◆ **WHAT NEEDS TO BE DONE**
The lines to be copied are those below that contain "objects".

(Items from a dataset)
★ ★ ★ ★ ★
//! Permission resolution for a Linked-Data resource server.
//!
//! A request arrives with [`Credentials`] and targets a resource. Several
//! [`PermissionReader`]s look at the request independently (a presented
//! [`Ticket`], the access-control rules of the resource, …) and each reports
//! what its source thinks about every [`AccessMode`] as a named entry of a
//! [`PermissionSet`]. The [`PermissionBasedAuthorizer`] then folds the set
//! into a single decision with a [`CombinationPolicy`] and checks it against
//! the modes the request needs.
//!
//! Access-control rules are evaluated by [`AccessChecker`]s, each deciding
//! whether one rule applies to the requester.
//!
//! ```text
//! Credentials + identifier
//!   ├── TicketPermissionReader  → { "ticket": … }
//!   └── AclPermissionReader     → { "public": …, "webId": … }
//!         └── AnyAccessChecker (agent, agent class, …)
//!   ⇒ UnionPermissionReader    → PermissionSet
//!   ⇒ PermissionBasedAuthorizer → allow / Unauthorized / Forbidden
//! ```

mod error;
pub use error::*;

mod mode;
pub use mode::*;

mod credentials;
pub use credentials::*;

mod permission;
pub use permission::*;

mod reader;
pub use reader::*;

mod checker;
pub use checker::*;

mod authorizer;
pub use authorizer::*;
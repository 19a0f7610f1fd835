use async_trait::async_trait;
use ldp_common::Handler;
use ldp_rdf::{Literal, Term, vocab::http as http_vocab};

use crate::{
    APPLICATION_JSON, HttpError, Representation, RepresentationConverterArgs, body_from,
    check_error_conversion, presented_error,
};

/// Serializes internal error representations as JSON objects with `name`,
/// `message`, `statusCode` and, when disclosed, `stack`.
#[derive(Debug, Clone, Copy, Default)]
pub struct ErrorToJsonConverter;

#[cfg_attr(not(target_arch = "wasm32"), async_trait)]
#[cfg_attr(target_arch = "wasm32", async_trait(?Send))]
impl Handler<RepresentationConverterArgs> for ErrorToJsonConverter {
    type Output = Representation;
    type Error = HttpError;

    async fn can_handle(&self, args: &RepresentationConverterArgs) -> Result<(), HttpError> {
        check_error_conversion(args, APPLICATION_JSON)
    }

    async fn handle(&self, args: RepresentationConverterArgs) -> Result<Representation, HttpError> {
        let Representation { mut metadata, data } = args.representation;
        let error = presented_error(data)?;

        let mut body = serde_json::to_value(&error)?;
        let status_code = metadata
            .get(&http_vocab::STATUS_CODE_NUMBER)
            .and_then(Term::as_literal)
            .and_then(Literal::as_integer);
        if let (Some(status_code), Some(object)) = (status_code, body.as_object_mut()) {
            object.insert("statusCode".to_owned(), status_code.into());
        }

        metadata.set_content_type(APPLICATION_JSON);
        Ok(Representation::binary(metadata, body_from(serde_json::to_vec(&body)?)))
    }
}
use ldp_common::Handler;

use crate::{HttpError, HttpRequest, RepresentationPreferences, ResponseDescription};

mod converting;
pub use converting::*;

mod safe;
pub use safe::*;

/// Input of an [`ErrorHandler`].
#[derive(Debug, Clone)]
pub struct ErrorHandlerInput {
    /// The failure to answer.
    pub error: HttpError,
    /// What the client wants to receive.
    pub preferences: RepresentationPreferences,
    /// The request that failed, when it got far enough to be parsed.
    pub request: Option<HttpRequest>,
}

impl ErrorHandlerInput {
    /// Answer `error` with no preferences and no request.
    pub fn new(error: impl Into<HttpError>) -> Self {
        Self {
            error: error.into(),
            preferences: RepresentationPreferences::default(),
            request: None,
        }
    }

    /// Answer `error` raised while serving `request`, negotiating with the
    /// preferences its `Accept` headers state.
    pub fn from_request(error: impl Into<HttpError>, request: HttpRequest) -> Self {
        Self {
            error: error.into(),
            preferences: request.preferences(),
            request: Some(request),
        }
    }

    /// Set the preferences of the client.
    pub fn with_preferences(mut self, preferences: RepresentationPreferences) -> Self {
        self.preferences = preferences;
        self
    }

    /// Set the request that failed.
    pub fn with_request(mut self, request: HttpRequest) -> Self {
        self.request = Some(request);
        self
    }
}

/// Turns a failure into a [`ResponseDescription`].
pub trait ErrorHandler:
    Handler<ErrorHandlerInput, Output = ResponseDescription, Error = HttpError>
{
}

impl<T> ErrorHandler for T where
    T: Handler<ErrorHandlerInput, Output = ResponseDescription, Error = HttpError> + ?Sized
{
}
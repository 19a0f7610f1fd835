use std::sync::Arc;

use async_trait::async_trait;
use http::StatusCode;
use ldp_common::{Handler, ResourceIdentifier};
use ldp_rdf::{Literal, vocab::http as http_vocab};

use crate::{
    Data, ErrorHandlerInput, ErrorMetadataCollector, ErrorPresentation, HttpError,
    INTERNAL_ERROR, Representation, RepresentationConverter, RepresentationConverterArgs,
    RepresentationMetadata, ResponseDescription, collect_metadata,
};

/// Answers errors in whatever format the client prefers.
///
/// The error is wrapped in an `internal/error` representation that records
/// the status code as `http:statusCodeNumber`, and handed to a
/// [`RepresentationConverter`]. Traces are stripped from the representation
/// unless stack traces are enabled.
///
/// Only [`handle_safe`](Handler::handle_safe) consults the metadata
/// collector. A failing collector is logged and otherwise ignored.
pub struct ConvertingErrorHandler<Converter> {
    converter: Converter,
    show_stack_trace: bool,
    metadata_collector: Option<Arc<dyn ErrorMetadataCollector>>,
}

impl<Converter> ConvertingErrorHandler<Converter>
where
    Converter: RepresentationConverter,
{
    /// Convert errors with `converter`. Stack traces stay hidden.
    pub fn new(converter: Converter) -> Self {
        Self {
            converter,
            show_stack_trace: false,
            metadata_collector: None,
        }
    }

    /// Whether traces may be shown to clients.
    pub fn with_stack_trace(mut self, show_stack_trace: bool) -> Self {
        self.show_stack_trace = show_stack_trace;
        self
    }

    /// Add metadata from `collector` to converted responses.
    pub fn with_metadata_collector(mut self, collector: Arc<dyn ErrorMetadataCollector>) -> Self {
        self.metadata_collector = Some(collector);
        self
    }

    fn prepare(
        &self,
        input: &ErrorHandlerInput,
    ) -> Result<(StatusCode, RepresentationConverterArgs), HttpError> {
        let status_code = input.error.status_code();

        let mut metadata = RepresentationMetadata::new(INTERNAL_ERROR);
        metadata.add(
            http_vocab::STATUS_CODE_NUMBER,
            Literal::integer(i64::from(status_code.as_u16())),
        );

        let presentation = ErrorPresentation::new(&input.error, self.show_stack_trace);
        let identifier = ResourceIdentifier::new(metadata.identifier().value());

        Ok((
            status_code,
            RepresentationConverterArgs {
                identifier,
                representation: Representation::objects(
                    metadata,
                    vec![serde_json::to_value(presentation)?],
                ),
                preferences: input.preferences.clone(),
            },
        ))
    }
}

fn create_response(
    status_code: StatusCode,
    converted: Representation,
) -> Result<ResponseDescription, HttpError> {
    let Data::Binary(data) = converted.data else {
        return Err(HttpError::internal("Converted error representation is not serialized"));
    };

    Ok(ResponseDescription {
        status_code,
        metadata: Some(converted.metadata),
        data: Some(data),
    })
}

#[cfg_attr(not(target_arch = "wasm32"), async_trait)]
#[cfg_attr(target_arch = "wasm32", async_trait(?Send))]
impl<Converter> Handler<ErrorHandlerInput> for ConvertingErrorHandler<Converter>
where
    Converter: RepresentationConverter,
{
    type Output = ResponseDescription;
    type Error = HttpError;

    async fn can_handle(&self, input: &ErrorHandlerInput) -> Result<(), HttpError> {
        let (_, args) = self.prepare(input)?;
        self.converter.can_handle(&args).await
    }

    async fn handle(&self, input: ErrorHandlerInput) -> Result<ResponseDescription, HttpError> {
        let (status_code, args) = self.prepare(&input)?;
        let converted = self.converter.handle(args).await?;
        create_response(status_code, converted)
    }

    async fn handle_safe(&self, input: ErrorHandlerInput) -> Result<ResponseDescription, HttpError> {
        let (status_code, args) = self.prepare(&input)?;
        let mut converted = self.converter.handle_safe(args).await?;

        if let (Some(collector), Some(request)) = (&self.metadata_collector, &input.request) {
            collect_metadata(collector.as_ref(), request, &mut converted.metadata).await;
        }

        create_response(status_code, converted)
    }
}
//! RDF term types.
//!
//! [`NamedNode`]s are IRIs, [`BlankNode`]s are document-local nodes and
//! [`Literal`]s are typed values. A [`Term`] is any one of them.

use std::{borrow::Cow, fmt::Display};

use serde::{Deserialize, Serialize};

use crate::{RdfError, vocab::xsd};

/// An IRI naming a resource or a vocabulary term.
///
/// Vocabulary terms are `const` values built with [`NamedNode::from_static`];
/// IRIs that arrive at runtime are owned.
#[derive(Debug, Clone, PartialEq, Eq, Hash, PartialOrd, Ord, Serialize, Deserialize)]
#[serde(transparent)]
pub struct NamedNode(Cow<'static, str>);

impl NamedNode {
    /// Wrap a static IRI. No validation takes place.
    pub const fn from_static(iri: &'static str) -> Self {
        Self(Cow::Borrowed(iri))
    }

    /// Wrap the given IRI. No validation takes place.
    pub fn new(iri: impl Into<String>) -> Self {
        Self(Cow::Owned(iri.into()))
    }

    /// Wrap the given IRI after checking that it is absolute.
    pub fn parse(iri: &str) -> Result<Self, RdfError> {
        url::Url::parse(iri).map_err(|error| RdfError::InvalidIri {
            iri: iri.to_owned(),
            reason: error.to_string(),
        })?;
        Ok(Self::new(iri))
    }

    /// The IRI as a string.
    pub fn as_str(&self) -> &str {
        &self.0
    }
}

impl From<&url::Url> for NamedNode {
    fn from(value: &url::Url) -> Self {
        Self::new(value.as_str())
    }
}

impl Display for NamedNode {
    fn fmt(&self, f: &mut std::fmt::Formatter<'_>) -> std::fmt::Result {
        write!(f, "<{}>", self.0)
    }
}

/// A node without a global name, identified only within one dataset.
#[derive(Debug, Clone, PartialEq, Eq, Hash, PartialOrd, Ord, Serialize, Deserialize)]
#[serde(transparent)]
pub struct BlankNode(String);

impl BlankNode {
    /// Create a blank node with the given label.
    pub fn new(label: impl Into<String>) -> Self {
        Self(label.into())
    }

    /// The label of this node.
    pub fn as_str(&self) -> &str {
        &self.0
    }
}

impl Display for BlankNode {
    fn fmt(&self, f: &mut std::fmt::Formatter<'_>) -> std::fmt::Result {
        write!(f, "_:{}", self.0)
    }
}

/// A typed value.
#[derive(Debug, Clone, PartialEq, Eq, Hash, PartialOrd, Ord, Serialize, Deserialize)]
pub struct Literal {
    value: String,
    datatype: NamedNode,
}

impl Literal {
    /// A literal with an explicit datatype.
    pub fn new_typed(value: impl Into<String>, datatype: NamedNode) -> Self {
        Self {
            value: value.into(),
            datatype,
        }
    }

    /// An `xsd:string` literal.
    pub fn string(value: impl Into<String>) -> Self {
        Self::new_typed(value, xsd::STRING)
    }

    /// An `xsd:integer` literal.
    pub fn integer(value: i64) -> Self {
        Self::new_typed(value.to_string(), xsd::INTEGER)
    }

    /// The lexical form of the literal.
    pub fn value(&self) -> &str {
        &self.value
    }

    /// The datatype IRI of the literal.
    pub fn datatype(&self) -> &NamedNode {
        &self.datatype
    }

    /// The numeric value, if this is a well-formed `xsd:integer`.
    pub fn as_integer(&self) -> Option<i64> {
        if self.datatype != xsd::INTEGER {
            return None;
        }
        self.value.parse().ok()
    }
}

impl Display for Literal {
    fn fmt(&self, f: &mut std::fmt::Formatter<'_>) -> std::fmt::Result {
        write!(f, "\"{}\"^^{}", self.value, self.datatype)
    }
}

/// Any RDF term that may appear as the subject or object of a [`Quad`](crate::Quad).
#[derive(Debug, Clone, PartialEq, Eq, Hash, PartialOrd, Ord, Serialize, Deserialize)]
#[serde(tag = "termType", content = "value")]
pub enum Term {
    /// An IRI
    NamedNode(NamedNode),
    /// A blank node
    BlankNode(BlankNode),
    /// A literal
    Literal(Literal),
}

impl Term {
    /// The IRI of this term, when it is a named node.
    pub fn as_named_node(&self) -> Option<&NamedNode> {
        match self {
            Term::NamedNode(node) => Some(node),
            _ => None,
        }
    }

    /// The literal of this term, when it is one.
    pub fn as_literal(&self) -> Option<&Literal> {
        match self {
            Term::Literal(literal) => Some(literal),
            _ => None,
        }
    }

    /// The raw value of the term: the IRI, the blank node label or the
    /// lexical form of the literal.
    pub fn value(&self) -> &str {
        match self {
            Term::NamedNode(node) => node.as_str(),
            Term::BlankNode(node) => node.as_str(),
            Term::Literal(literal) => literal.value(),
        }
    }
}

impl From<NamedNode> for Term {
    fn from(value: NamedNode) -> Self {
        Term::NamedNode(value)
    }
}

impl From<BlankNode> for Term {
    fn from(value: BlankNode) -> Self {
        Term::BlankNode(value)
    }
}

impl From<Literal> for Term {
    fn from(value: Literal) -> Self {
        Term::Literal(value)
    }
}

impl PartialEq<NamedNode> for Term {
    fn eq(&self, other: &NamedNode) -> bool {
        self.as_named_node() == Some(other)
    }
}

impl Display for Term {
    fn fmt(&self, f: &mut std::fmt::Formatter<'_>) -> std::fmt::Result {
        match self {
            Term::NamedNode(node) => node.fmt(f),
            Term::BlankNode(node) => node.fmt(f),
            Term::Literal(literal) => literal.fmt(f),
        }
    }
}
★ ★ ★ ★ ★
◆ **SOLUTION FOR THIS PROBLEM**
/// Serializes internal error representations as JSON objects with `name`,
                representation: Representation::objects(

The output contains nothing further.